6. Strategies to study resistance mechanisms

To increase our understanding of immunotherapy resistance, we suggest to analyze this process on the basis of the three different nodes that are involved in an effective anti‐tumor immune response.

First, a diverse T‐cell pool is required that can respond to a wide variety of tumor‐associated antigens. The currently used immunotherapeutic strategies that exploit the activity of the endogenous T‐cell compartment appear predominantly effective in tumors with median to high mutational loads, consistent with a role of neo‐antigen recognition in tumor control.

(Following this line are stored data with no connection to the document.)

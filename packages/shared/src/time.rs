//! Time-related utilities with clock abstraction for testability.

use chrono::DateTime;

/// Clock trait for dependency injection and testing
pub trait Clock: Send + Sync {
    /// Get current Unix timestamp (milliseconds)
    fn now_millis(&self) -> i64;
}

/// System clock implementation (uses actual system time)
#[derive(Debug, Clone, Copy)]
pub struct SystemClock;

impl Clock for SystemClock {
    fn now_millis(&self) -> i64 {
        get_timestamp_millis()
    }
}

/// Fixed clock implementation for testing (returns a fixed time)
#[derive(Debug, Clone, Copy)]
pub struct FixedClock {
    fixed_time: i64,
}

impl FixedClock {
    /// Create a new fixed clock with the given timestamp
    pub fn new(fixed_time_millis: i64) -> Self {
        Self {
            fixed_time: fixed_time_millis,
        }
    }
}

impl Clock for FixedClock {
    fn now_millis(&self) -> i64 {
        self.fixed_time
    }
}

/// Get current Unix timestamp (milliseconds)
pub fn get_timestamp_millis() -> i64 {
    chrono::Utc::now().timestamp_millis()
}

/// Convert Unix timestamp (milliseconds) to RFC 3339 format in UTC.
///
/// Out-of-range timestamps are rendered as the raw millisecond value.
pub fn timestamp_to_rfc3339(timestamp_millis: i64) -> String {
    match DateTime::from_timestamp_millis(timestamp_millis) {
        Some(dt) => dt.to_rfc3339(),
        None => timestamp_millis.to_string(),
    }
}
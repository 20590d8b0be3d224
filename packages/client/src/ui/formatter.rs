//! Reply formatting utilities for terminal display.

use buddyline_shared::time::timestamp_to_rfc3339;
use serde_json::Value;

use crate::{
    domain::Session,
    infrastructure::dto::BuddyPresenceDto,
    usecase::{LoginOutcome, OnlineBuddies, SendReceipt},
};

use super::{
    command::{COMMANDS, command_spec},
    error::CommandError,
};

/// Notice printed when an authenticated command is used before logging in
pub const NOT_LOGGED_IN: &str = "Not logged in. Use 'login' first.";

/// Reply formatter for the interactive client
pub struct ReplyFormatter;

impl ReplyFormatter {
    /// Line editor prompt: `1001> ` once logged in, `> ` before
    pub fn format_prompt(session: &Session) -> String {
        match session.account_id() {
            Some(account_id) => format!("{}> ", account_id),
            None => "> ".to_string(),
        }
    }

    pub fn format_not_logged_in() -> String {
        NOT_LOGGED_IN.to_string()
    }

    /// Format the command table
    pub fn format_help() -> String {
        let width = COMMANDS.iter().map(|c| c.usage.len()).max().unwrap_or(0);
        COMMANDS
            .iter()
            .map(|c| format!("  {:<width$}  {}", c.usage, c.description, width = width))
            .collect::<Vec<_>>()
            .join("\n")
    }

    /// Format a malformed command line with the command's usage when known
    pub fn format_command_error(error: &CommandError) -> String {
        match error {
            CommandError::Unknown(_) => {
                format!("{}. Type 'help' for a list of commands.", error)
            }
            CommandError::MissingArgument { command, .. } => match command_spec(command) {
                Some(spec) => format!("{}. Usage: {}", error, spec.usage),
                None => error.to_string(),
            },
            CommandError::InvalidTarget(_) => error.to_string(),
        }
    }

    pub fn format_login_outcome(outcome: &LoginOutcome) -> String {
        match outcome {
            LoginOutcome::LoggedIn(account_id) => format!("Logged in as {}", account_id),
            LoginOutcome::Rejected => "Incorrect email or password".to_string(),
        }
    }

    /// Format the buddy list as `User <id> is <status>` lines, sorted by id
    ///
    /// The status is read from the entry's `p.status`; entries without one are
    /// shown as `unknown`.
    pub fn format_online_buddies(buddies: &OnlineBuddies) -> String {
        if buddies.is_empty() {
            return "(Nobody is online)".to_string();
        }

        let mut entries: Vec<(&String, &Value)> = buddies.iter().collect();
        entries.sort_by(|a, b| a.0.cmp(b.0));

        entries
            .into_iter()
            .map(|(id, info)| {
                let presence = BuddyPresenceDto::from_value(info);
                format!("User {} is {}", id, presence.status().unwrap_or("unknown"))
            })
            .collect::<Vec<_>>()
            .join("\n")
    }

    /// Pretty-print a JSON response
    pub fn format_json_response(value: &Value) -> String {
        serde_json::to_string_pretty(value).unwrap_or_else(|_| value.to_string())
    }

    /// Format a send receipt followed by the site's response
    pub fn format_sent(receipt: &SendReceipt) -> String {
        format!(
            "sent {} at {}\n{}",
            receipt.message_id,
            timestamp_to_rfc3339(receipt.timestamp),
            Self::format_json_response(&receipt.response)
        )
    }
}
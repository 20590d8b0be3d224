//! Outgoing chat message entity.

use super::{AccountId, MessageBody, MessageId};

/// A single message about to be sent, with its client-generated identity
#[derive(Debug, Clone, PartialEq, Eq)]
pub struct OutgoingMessage {
    pub author: AccountId,
    pub recipient: AccountId,
    pub body: MessageBody,
    /// Client clock at creation (Unix milliseconds)
    pub timestamp: i64,
    /// Random 32-bit value mixed into `message_id`
    pub nonce: u32,
    pub message_id: MessageId,
}

impl OutgoingMessage {
    pub fn new(
        author: AccountId,
        recipient: AccountId,
        body: MessageBody,
        timestamp: i64,
        nonce: u32,
    ) -> Self {
        Self {
            author,
            recipient,
            body,
            timestamp,
            nonce,
            message_id: MessageId::generate(timestamp, nonce),
        }
    }
}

While the occurrence of neo‐antigen reactive T‐cells appears to be a common trait in human melanoma (Robbins et al., 2013; van Rooij et al., 2013), more direct evidence for their role in tumor control is still lacking. Longitudinal immune monitoring of neo‐antigen‐specific T‐cells in a setting of cancer immunotherapy, using polychromatic flow cytometry or mass cytometry (Bendall et al., 2011) should be of value here. In a similar manner, assessment of immune competence (i.e. the ability to elicit a polyfunctional T‐cell response) on a per patient basis could help guide eligibility for immunotherapeutic intervention.

Second, to study the homing capacity of endogenously activated T‐cells in the context of immune escape, we need to address to what extent the tumor microenvironment is capable of triggering T‐cell infiltration. To study this, pre‐therapy tumor biopsies can be taken from patients included in immunotherapy trials and predictive gene‐expression signatures established that correlate with ongoing or subsequent T‐cell infiltration or with clinical benefit (Ji et al., 2012).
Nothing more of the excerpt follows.